Yes, we've helped to make things more aesthetically appealing, but we're also keen observers of the social. So I don't seek conformity, and 'equality' in that sense comes at too high a price for me. It's that sense of queerness that makes all the shit worthwhile. Most days, anyway. Very good start, Marcus!
not a gay utopia
fed up - you make some good points in your post but I'd just like to add that Toronto may be more gay friendly than most places in Canada but even here people can get killed for holding hands in public, gay bashings happen all over Toronto, even in the gaybourhood. That just goes to show the limitations of legal equality and how social equality is something lacking everywhere in Canada. I do know of course that it is much easier being gay in a large city, that's why I moved to Toronto, I'm a gay refugee from small town Ontario, but even though things are easier and safer in Toronto, I've never felt threatened here like I did in my home town, there is still a long way to go even here towards achieving social equality.
put your money where your mouth is
More nice words from the privileged white kid who lives in the gayest region in Canada, and conveniently talks the talk about justice.

Funny, though, how Marcus' columns consistently shame and attack queers who disagree with his approach to politics.

You write: "In fact, a critique of institutional power is impossible in a 'we want in' paradigm. Why not change the world to make it better instead of settling for full participation in the way things are now?"

Equality rights might not be enough but they're sure as hell better than nothing. Everybody knows that the System is fucked and we should tear it down. But in the meantime, holding the safety of rural and working-class queers hostage for the 500 years that will take is hardly better than terrorism.

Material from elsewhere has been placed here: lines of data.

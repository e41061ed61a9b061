//! Conversion pipeline
//!
//! High level entry points that tie the pieces together: tokenize, resolve
//! the construct config and document template, render, and optionally write
//! the result to disk.
//!
//! ```ignore
//! let options = ConvertOptions::new()
//!     .with_config("academic")
//!     .with_template("academic")
//!     .with_override("strong", "\\textsf{\\bfseries <text>}");
//! let latex = convert_str("# Title\n\nBody.", &options)?;
//! ```
//!
//! For more control, build a [`LatexRenderer`] directly.

use crate::error::ConvertError;
use crate::renderer::{LatexRenderer, RenderOptions};
use crate::resolve::{resolve_config, resolve_template, ConfigMap, ConfigSource, TemplateSource};
use crate::token::Token;
use crate::tokenizer::{ComrakTokenizer, Tokenizer, TokenizerRegistry};
use std::fs;
use std::path::{Path, PathBuf};
use tracing::debug;

/// Everything a conversion needs besides its input.
#[derive(Debug, Clone, Default, PartialEq, Eq)]
pub struct ConvertOptions {
    /// Construct templates
    pub config: ConfigSource,
    /// Document wrapper
    pub template: TemplateSource,
    /// Per-construct overrides applied over `config`
    pub overrides: ConfigMap,
    pub render: RenderOptions,
    /// Tokenizer name for file inputs; detected from the extension when unset
    pub tokenizer: Option<String>,
}

impl ConvertOptions {
    pub fn new() -> Self {
        Self::default()
    }

    pub fn with_config(mut self, config: impl Into<ConfigSource>) -> Self {
        self.config = config.into();
        self
    }

    pub fn with_template(mut self, template: impl Into<TemplateSource>) -> Self {
        self.template = template.into();
        self
    }

    /// Override the template of one construct, winning over any config.
    pub fn with_override(mut self, construct: impl Into<String>, template: impl Into<String>) -> Self {
        self.overrides.insert(construct.into(), template.into());
        self
    }

    pub fn with_render_options(mut self, render: RenderOptions) -> Self {
        self.render = render;
        self
    }

    pub fn with_escape(mut self, escape: bool) -> Self {
        self.render.escape = escape;
        self
    }

    pub fn with_tokenizer(mut self, name: impl Into<String>) -> Self {
        self.tokenizer = Some(name.into());
        self
    }

    fn override_map(&self) -> Option<&ConfigMap> {
        (!self.overrides.is_empty()).then_some(&self.overrides)
    }
}

/// Render a token tree into a complete LaTeX document.
///
/// Never fails: unresolvable configs and templates fall back to built-ins.
pub fn convert_tokens(tokens: &[Token], options: &ConvertOptions) -> String {
    let templates = resolve_config(&options.config, options.override_map());
    let document = resolve_template(&options.template);
    let mut renderer = LatexRenderer::with_options(&templates, options.render.clone());
    let latex = renderer.render_document(tokens, &document);
    debug!(
        tokens = tokens.len(),
        tables = renderer.table_counter(),
        "rendered document"
    );
    latex
}

/// Tokenize `source` with `tokenizer` and render it.
pub fn convert_with(
    tokenizer: &dyn Tokenizer,
    source: &str,
    options: &ConvertOptions,
) -> Result<String, ConvertError> {
    let tokens = tokenizer.tokenize(source)?;
    Ok(convert_tokens(&tokens, options))
}

/// Convert markdown text to a LaTeX document.
pub fn convert_str(markdown: &str, options: &ConvertOptions) -> Result<String, ConvertError> {
    convert_with(&ComrakTokenizer, markdown, options)
}

/// Convert a file and write the result.
///
/// The output defaults to the input path with a `.tex` extension; missing
/// parent directories are created. Returns the path written.
pub fn convert_file(
    input: &Path,
    output: Option<&Path>,
    options: &ConvertOptions,
) -> Result<PathBuf, ConvertError> {
    let registry = TokenizerRegistry::with_defaults();
    let tokenizer = match &options.tokenizer {
        Some(name) => registry.get(name)?,
        None => registry.for_path(input)?,
    };

    let output = output
        .map(Path::to_path_buf)
        .unwrap_or_else(|| input.with_extension("tex"));
    if output == input {
        return Err(ConvertError::io(&output, "output would overwrite the input"));
    }

    let source = fs::read_to_string(input).map_err(|err| ConvertError::io(input, err))?;
    debug!(input = %input.display(), tokenizer = tokenizer.name(), "converting file");
    let latex = convert_with(tokenizer, &source, options)?;
    write_to_path(output, latex)
}

pub(crate) fn write_to_path(path: PathBuf, text: String) -> Result<PathBuf, ConvertError> {
    if let Some(parent) = path.parent().filter(|p| !p.as_os_str().is_empty()) {
        fs::create_dir_all(parent).map_err(|err| ConvertError::io(parent, err))?;
    }
    fs::write(&path, text)
        .map(|_| path.clone())
        .map_err(|err| ConvertError::io(&path, err))
}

For fuck sake, Marcus--do you really think that gays have anything even remotely like equality in Flin Flon, Manitoba? Easy for you to criticise when you live in a city where coming out doesn't mean an absolute absence of medical care, police protection, a job, or the love of your family. Equality laws mean shit all when you can't afford or even find a lawyer who will take your case, and if you live in a rural area even winning your lawsuit can make the public shunning worse for you. Why don't you move to Radville, Saskatchewan and try out all your fancy rhetoric in the local saloon? And see if you can get a job in Humboldt when all the Catholic families find out you're in town.

Sexual liberties are all fine and good and I support the polyamory and sex worker movements 100%. But in the meantime don't be so goddamn smug about the equality rights you are already enjoying--which other people struggled for decades to provide--because in most parts of the country people can still get killed just for holding hands in public.

Get your head out of your gaybourhood.
Hogwash
I agree that same-sex couples should be spared governmental bias based on equal protection laws, but saying that polyamory (the practice of conducting more than one loving intimate relationship at a time with the full knowledge of all involved) is fair game for governmental interference is pure hogwash. There are many thousands of non-religious polyamorists today in the US and Canada who are hurting no one and who deserve the same right to engage in adult consenting relationships as anyone else. On principle even legal marriage ought to be an option, though retooling the legal system to accommodate more than two spouses (or "spice" as we polyamorists say) would understandably be a complex task. Better for government to get out of the marriage business entirely and retool for single individual tax and benefit system that are truly fair across the board.